→ Task instructions
From the entries below, copy exactly the lines from the one that contains "PNG debug renderer." through the one that contains "than last time.", both included, and only those.

→ Entries shown

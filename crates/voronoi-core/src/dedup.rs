// File: crates/voronoi-core/src/dedup.rs
// Summary: Collapse coincident (x, y) points before partitioning; first occurrence wins.

use std::collections::HashSet;

use crate::series::{flatten, key, Point, Series};

/// Flatten `dataset` and keep one point per distinct `(x, y)`, in encounter order.
///
/// Partition engines cannot place two sites on the same coordinate, and only one marker
/// can occupy it anyway, so later duplicates are dropped silently.
pub fn dedup<D: Clone>(dataset: &[Series<D>]) -> Vec<Point<D>> {
    collapse(flatten(dataset))
}

/// Same as [`dedup`] over an already flattened point list.
pub fn dedup_points<D: Clone>(points: &[Point<D>]) -> Vec<Point<D>> {
    collapse(points.iter())
}

fn collapse<'a, D: Clone + 'a>(points: impl Iterator<Item = &'a Point<D>>) -> Vec<Point<D>> {
    let mut seen: HashSet<(u64, u64)> = HashSet::new();
    let mut out = Vec::new();
    let mut dropped = 0usize;
    for p in points {
        if seen.insert((key(p.x), key(p.y))) {
            out.push(p.clone());
        } else {
            dropped += 1;
        }
    }
    if dropped > 0 {
        tracing::debug!("dedup: collapsed {} coincident points, {} retained", dropped, out.len());
    }
    out
}
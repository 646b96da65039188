// File: crates/voronoi-core/src/layer.rs
// Summary: Mounted Voronoi layer (overlay + optional focus + rebuild policy) and its PNG debug renderer.

use anyhow::Result;
use skia_safe as skia;

use crate::config::VoronoiProps;
use crate::dedup::dedup;
use crate::focus::FocusIndicator;
use crate::overlay::{HitOverlay, HoverCallbacks};
use crate::partition::Cell;
use crate::rebuild::{RebuildController, RebuildDecision, RebuildState};
use crate::theme::Theme;

pub struct RenderOptions {
    pub theme: Theme,
    /// Paint cell outlines and sites instead of leaving the regions invisible.
    pub show_cells: bool,
}

impl Default for RenderOptions {
    fn default() -> Self {
        Self { theme: Theme::dark(), show_cells: true }
    }
}

/// The hover layer of a chart: hit regions for the current dataset plus the focus
/// indicator when focus mode is on.
pub struct VoronoiLayer<D> {
    props: VoronoiProps<D>,
    overlay: HitOverlay<D>,
    focus: Option<FocusIndicator>,
    controller: RebuildController<D>,
}

impl<D: Clone + 'static> VoronoiLayer<D> {
    /// Create the layer and build the partition for the initial props.
    pub fn mount(props: VoronoiProps<D>, callbacks: HoverCallbacks<D>) -> Self {
        let focus = props.focus.then(|| FocusIndicator::new(props.height));
        let mut layer = Self {
            props,
            overlay: HitOverlay::new(callbacks),
            focus,
            controller: RebuildController::new(),
        };
        let decision = layer.controller.observe(&layer.props.domain, &layer.props.dataset);
        layer.apply(decision);
        layer
    }

    /// Take new props. The partition is rebuilt only when the domain or dataset is a
    /// different object than last time.
    pub fn update(&mut self, props: VoronoiProps<D>) -> RebuildDecision {
        self.props = props;
        self.sync_focus();
        let decision = self.controller.observe(&self.props.domain, &self.props.dataset);
        self.apply(decision);
        decision
    }

    pub fn unmount(mut self) {
        self.overlay.clear();
        self.focus = None;
        self.controller.reset();
        tracing::debug!("voronoi layer unmounted");
    }

    fn apply(&mut self, decision: RebuildDecision) {
        if let RebuildDecision::Rebuild(_) = decision {
            debug_assert_eq!(self.controller.state(), RebuildState::Rebuilding);
            self.overlay.clear();
            // no region is hovered any more, so the marker starts parked
            if let Some(f) = self.focus.as_mut() {
                f.hide();
            }
            let points = dedup(&self.props.dataset);
            let cells = self.props.partition_builder().build(&points);
            self.overlay.set_cells(cells);
            self.controller.finish();
        }
    }

    /// Focus indicator exists exactly while the flag is set.
    fn sync_focus(&mut self) {
        if !self.props.focus {
            self.focus = None;
        } else if let Some(f) = self.focus.as_mut() {
            f.set_height(self.props.height);
        } else {
            self.focus = Some(FocusIndicator::new(self.props.height));
        }
    }

    pub fn pointer_move(&mut self, x: f64, y: f64) -> Option<&Cell<D>> {
        let stack = self.props.stack;
        self.overlay.pointer_move(x, y, self.focus.as_mut(), stack)
    }

    pub fn pointer_leave(&mut self) {
        let stack = self.props.stack;
        self.overlay.pointer_leave(self.focus.as_mut(), stack);
    }

    pub fn set_callbacks(&mut self, callbacks: HoverCallbacks<D>) {
        self.overlay.set_callbacks(callbacks);
    }

    pub fn props(&self) -> &VoronoiProps<D> { &self.props }
    pub fn overlay(&self) -> &HitOverlay<D> { &self.overlay }
    pub fn focus(&self) -> Option<&FocusIndicator> { self.focus.as_ref() }
    pub fn state(&self) -> RebuildState { self.controller.state() }
    pub fn rebuilds(&self) -> u64 { self.controller.rebuilds() }

    pub fn cells(&self) -> impl Iterator<Item = &Cell<D>> {
        self.overlay.cells()
    }

    /// Draw onto a canvas whose origin is the top-left of the plot area.
    pub fn draw(&self, canvas: &skia::Canvas, opts: &RenderOptions) {
        self.overlay.draw(canvas, &opts.theme, opts.show_cells);
        if let Some(f) = &self.focus {
            f.draw(canvas, opts.theme.focus);
        }
    }

    /// Render the plot plus margins to PNG bytes using a CPU raster surface.
    pub fn render_to_png_bytes(&self, opts: &RenderOptions) -> Result<Vec<u8>> {
        let m = &self.props.margins;
        let w = (self.props.width + m.hsum()).ceil().max(1.0) as i32;
        let h = (self.props.height + m.vsum()).ceil().max(1.0) as i32;
        let mut surface = skia::surfaces::raster_n32_premul((w, h))
            .ok_or_else(|| anyhow::anyhow!("failed to create raster surface"))?;
        let canvas = surface.canvas();
        canvas.clear(opts.theme.background);

        canvas.save();
        canvas.translate((m.left as f32, m.top as f32));
        self.draw(canvas, opts);
        canvas.restore();

        let image = surface.image_snapshot();
        #[allow(deprecated)]
        let data = image
            .encode_to_data(skia::EncodedImageFormat::PNG)
            .ok_or_else(|| anyhow::anyhow!("encode PNG failed"))?;
        Ok(data.as_bytes().to_vec())
    }

    pub fn render_to_png(&self, opts: &RenderOptions, output_png_path: impl AsRef<std::path::Path>) -> Result<()> {
        let bytes = self.render_to_png_bytes(opts)?;
        if let Some(parent) = output_png_path.as_ref().parent() {
            std::fs::create_dir_all(parent)?;
        }
        std::fs::write(output_png_path, bytes)?;
        Ok(())
    }
}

→ Task output
// Summary: Mounted Voronoi layer (overlay + optional focus + rebuild policy) and its PNG debug renderer.

use anyhow::Result;
use skia_safe as skia;

use crate::config::VoronoiProps;
use crate::dedup::dedup;
use crate::focus::FocusIndicator;
use crate::overlay::{HitOverlay, HoverCallbacks};
use crate::partition::Cell;
use crate::rebuild::{RebuildController, RebuildDecision, RebuildState};
use crate::theme::Theme;

pub struct RenderOptions {
    pub theme: Theme,
    /// Paint cell outlines and sites instead of leaving the regions invisible.
    pub show_cells: bool,
}

impl Default for RenderOptions {
    fn default() -> Self {
        Self { theme: Theme::dark(), show_cells: true }
    }
}

/// The hover layer of a chart: hit regions for the current dataset plus the focus
/// indicator when focus mode is on.
pub struct VoronoiLayer<D> {
    props: VoronoiProps<D>,
    overlay: HitOverlay<D>,
    focus: Option<FocusIndicator>,
    controller: RebuildController<D>,
}

impl<D: Clone + 'static> VoronoiLayer<D> {
    /// Create the layer and build the partition for the initial props.
    pub fn mount(props: VoronoiProps<D>, callbacks: HoverCallbacks<D>) -> Self {
        let focus = props.focus.then(|| FocusIndicator::new(props.height));
        let mut layer = Self {
            props,
            overlay: HitOverlay::new(callbacks),
            focus,
            controller: RebuildController::new(),
        };
        let decision = layer.controller.observe(&layer.props.domain, &layer.props.dataset);
        layer.apply(decision);
        layer
    }

    /// Take new props. The partition is rebuilt only when the domain or dataset is a
    /// different object than last time.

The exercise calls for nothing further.